What this task involves: The records that follow are to be repeated exactly, in full.

Materials provided:
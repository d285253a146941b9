// Copyright (c) 2025-2026 Adrian Robinson. Licensed under the AGPL-3.0.
// See LICENSE file in the project root for full license text.

//! Fan-out of the high water mark to projection shards.
//!
//! Delivery is last-value: a slow subscriber may skip intermediate marks but
//! always observes the latest one, and the values it sees never decrease.
//!
//! Shard lifecycle changes (started, paused, stopped, ...) are published on a
//! separate broadcast channel for operational tooling.

use crate::types::{SequencePosition, ShardName};
use futures::Stream;
use serde::{Deserialize, Serialize};
use std::fmt;
use tokio::sync::{broadcast, watch};
use tracing::{debug, trace};

/// Capacity of the shard state broadcast channel.
const STATE_CHANNEL_CAPACITY: usize = 256;

/// What happened to a shard.
#[derive(Debug, Clone, Copy, PartialEq, Eq, Serialize, Deserialize)]
pub enum ShardAction {
    Started,
    Updated,
    Paused,
    Resumed,
    Skipped,
    Stopped,
}

impl fmt::Display for ShardAction {
    fn fmt(&self, f: &mut fmt::Formatter<'_>) -> fmt::Result {
        let s = match self {
            ShardAction::Started => "Started",
            ShardAction::Updated => "Updated",
            ShardAction::Paused => "Paused",
            ShardAction::Resumed => "Resumed",
            ShardAction::Skipped => "Skipped",
            ShardAction::Stopped => "Stopped",
        };
        write!(f, "{}", s)
    }
}

/// A shard lifecycle event.
#[derive(Debug, Clone, PartialEq, Eq, Serialize, Deserialize)]
pub struct ShardState {
    pub shard: String,
    pub sequence: SequencePosition,
    pub action: ShardAction,
}

impl ShardState {
    pub fn new(shard: &ShardName, sequence: SequencePosition, action: ShardAction) -> Self {
        Self {
            shard: shard.identity(),
            sequence,
            action,
        }
    }
}

/// Publishes the high water mark and shard lifecycle events.
pub struct ShardStateTracker {
    high_water_tx: watch::Sender<SequencePosition>,
    states_tx: broadcast::Sender<ShardState>,
}

impl Default for ShardStateTracker {
    fn default() -> Self {
        Self::new()
    }
}

impl ShardStateTracker {
    pub fn new() -> Self {
        let (high_water_tx, _) = watch::channel(0);
        let (states_tx, _) = broadcast::channel(STATE_CHANNEL_CAPACITY);
        Self {
            high_water_tx,
            states_tx,
        }
    }

    /// Publish a new high water mark.
    ///
    /// Values lower than or equal to the current mark are ignored. Returns
    /// whether subscribers were notified.
    pub fn mark_high_water(&self, position: SequencePosition) -> bool {
        let advanced = self.high_water_tx.send_if_modified(|current| {
            if position > *current {
                *current = position;
                true
            } else {
                false
            }
        });
        if advanced {
            trace!(position, "High water mark published");
        }
        advanced
    }

    /// The latest published mark.
    pub fn high_water_mark(&self) -> SequencePosition {
        *self.high_water_tx.borrow()
    }

    /// Subscribe a shard to high water mark changes.
    pub fn subscribe(&self, shard: &ShardName) -> HighWaterSubscription {
        debug!(shard = %shard, "Shard subscribed to high water mark");
        HighWaterSubscription {
            shard: shard.clone(),
            rx: self.high_water_tx.subscribe(),
        }
    }

    /// Publish a shard lifecycle event. Dropped if nobody listens.
    pub fn publish(&self, state: ShardState) {
        trace!(shard = %state.shard, sequence = state.sequence, action = %state.action, "Shard state");
        let _ = self.states_tx.send(state);
    }

    /// Receive shard lifecycle events published from now on.
    pub fn subscribe_states(&self) -> broadcast::Receiver<ShardState> {
        self.states_tx.subscribe()
    }

    /// Number of live high water subscriptions.
    pub fn subscriber_count(&self) -> usize {
        self.high_water_tx.receiver_count()
    }
}

/// A shard's view of the high water mark.
pub struct HighWaterSubscription {
    shard: ShardName,
    rx: watch::Receiver<SequencePosition>,
}

impl HighWaterSubscription {
    pub fn shard(&self) -> &ShardName {
        &self.shard
    }

    /// The latest mark, marking it as seen.
    pub fn current(&mut self) -> SequencePosition {
        *self.rx.borrow_and_update()
    }

    /// Wait for a mark newer than the last one seen.
    ///
    /// Returns `None` once the tracker is gone.
    pub async fn changed(&mut self) -> Option<SequencePosition> {
        self.rx.changed().await.ok()?;
        Some(*self.rx.borrow_and_update())
    }

    /// Turn the subscription into a stream of marks, starting with the
    /// current one.
    pub fn into_stream(self) -> impl Stream<Item = SequencePosition> {
        futures::stream::unfold((self, true), |(mut sub, first)| async move {
            let next = if first {
                Some(sub.current())
            } else {
                sub.changed().await
            };
            next.map(|position| (position, (sub, false)))
        })
    }
}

Answer to this problem:
repository d285253a146941b9
// Copyright (c) 2025-2026 Adrian Robinson. Licensed under the AGPL-3.0.
// See LICENSE file in the project root for full license text.

//! Fan-out of the high water mark to projection shards.
//!
//! Delivery is last-value: a slow subscriber may skip intermediate marks but
//! always observes the latest one, and the values it sees never decrease.
//!
//! Shard lifecycle changes (started, paused, stopped, ...) are published on a
//! separate broadcast channel for operational tooling.

use crate::types::{SequencePosition, ShardName};
use futures::Stream;
use serde::{Deserialize, Serialize};
use std::fmt;
use tokio::sync::{broadcast, watch};
use tracing::{debug, trace};

/// Capacity of the shard state broadcast channel.
const STATE_CHANNEL_CAPACITY: usize = 256;

/// What happened to a shard.
#[derive(Debug, Clone, Copy, PartialEq, Eq, Serialize, Deserialize)]
pub enum ShardAction {
    Started,
    Updated,
    Paused,
    Resumed,
    Skipped,
    Stopped,
}

impl fmt::Display for ShardAction {
    fn fmt(&self, f: &mut fmt::Formatter<'_>) -> fmt::Result {
        let s = match self {
            ShardAction::Started => "Started",
            ShardAction::Updated => "Updated",
            ShardAction::Paused => "Paused",
            ShardAction::Resumed => "Resumed",
            ShardAction::Skipped => "Skipped",
            ShardAction::Stopped => "Stopped",
        };
        write!(f, "{}", s)
    }
}

/// A shard lifecycle event.
#[derive(Debug, Clone, PartialEq, Eq, Serialize, Deserialize)]
pub struct ShardState {
    pub shard: String,
    pub sequence: SequencePosition,
    pub action: ShardAction,
}

impl ShardState {
    pub fn new(shard: &ShardName, sequence: SequencePosition, action: ShardAction) -> Self {
        Self {
            shard: shard.identity(),
            sequence,
            action,
        }
    }
}

/// Publishes the high water mark and shard lifecycle events.
pub struct ShardStateTracker {
    high_water_tx: watch::Sender<SequencePosition>,
    states_tx: broadcast::Sender<ShardState>,
}

impl Default for ShardStateTracker {
    fn default() -> Self {
        Self::new()
    }
}

impl ShardStateTracker {
    pub fn new() -> Self {
        let (high_water_tx, _) = watch::channel(0);
        let (states_tx, _) = broadcast::channel(STATE_CHANNEL_CAPACITY);
        Self {
            high_water_tx,
            states_tx,
        }
    }

    /// Publish a new high water mark.
    ///
    /// Values lower than or equal to the current mark are ignored. Returns
    /// whether subscribers were notified.
    pub fn mark_high_water(&self, position: SequencePosition) -> bool {
        let advanced = self.high_water_tx.send_if_modified(|current| {
            if position > *current {
                *current = position;
                true
            } else {
                false
            }
        });
        if advanced {
            trace!(position, "High water mark published");
        }
        advanced
    }

    /// The latest published mark.
    pub fn high_water_mark(&self) -> SequencePosition {
        *self.high_water_tx.borrow()
    }

    /// Subscribe a shard to high water mark changes.
    pub fn subscribe(&self, shard: &ShardName) -> HighWaterSubscription {
        debug!(shard = %shard, "Shard subscribed to high water mark");
        HighWaterSubscription {
            shard: shard.clone(),
            rx: self.high_water_tx.subscribe(),
        }
    }

    /// Publish a shard lifecycle event. Dropped if nobody listens.
    pub fn publish(&self, state: ShardState) {
        trace!(shard = %state.shard, sequence = state.sequence, action = %state.action, "Shard state");
        let _ = self.states_tx.send(state);
    }

    /// Receive shard lifecycle events published from now on.
    pub fn subscribe_states(&self) -> broadcast::Receiver<ShardState> {
        self.states_tx.subscribe()
    }

    /// Number of live high water subscriptions.
    pub fn subscriber_count(&self) -> usize {
        self.high_water_tx.receiver_count()
    }
}

/// A shard's view of the high water mark.
pub struct HighWaterSubscription {
    shard: ShardName,
    rx: watch::Receiver<SequencePosition>,
}

impl HighWaterSubscription {
    pub fn shard(&self) -> &ShardName {
        &self.shard
    }

    /// The latest mark, marking it as seen.
    pub fn current(&mut self) -> SequencePosition {
        *self.rx.borrow_and_update()
    }

    /// Wait for a mark newer than the last one seen.
    ///
    /// Returns `None` once the tracker is gone.
    pub async fn changed(&mut self) -> Option<SequencePosition> {
        self.rx.changed().await.ok()?;
        Some(*self.rx.borrow_and_update())
    }

    /// Turn the subscription into a stream of marks, starting with the
    /// current one.
    pub fn into_stream(self) -> impl Stream<Item = SequencePosition> {
        futures::stream::unfold((self, true), |(mut sub, first)| async move {
            let next = if first {
                Some(sub.current())
            } else {
                sub.changed().await
            };
            next.map(|position| (position, (sub, false)))
        })
    }
}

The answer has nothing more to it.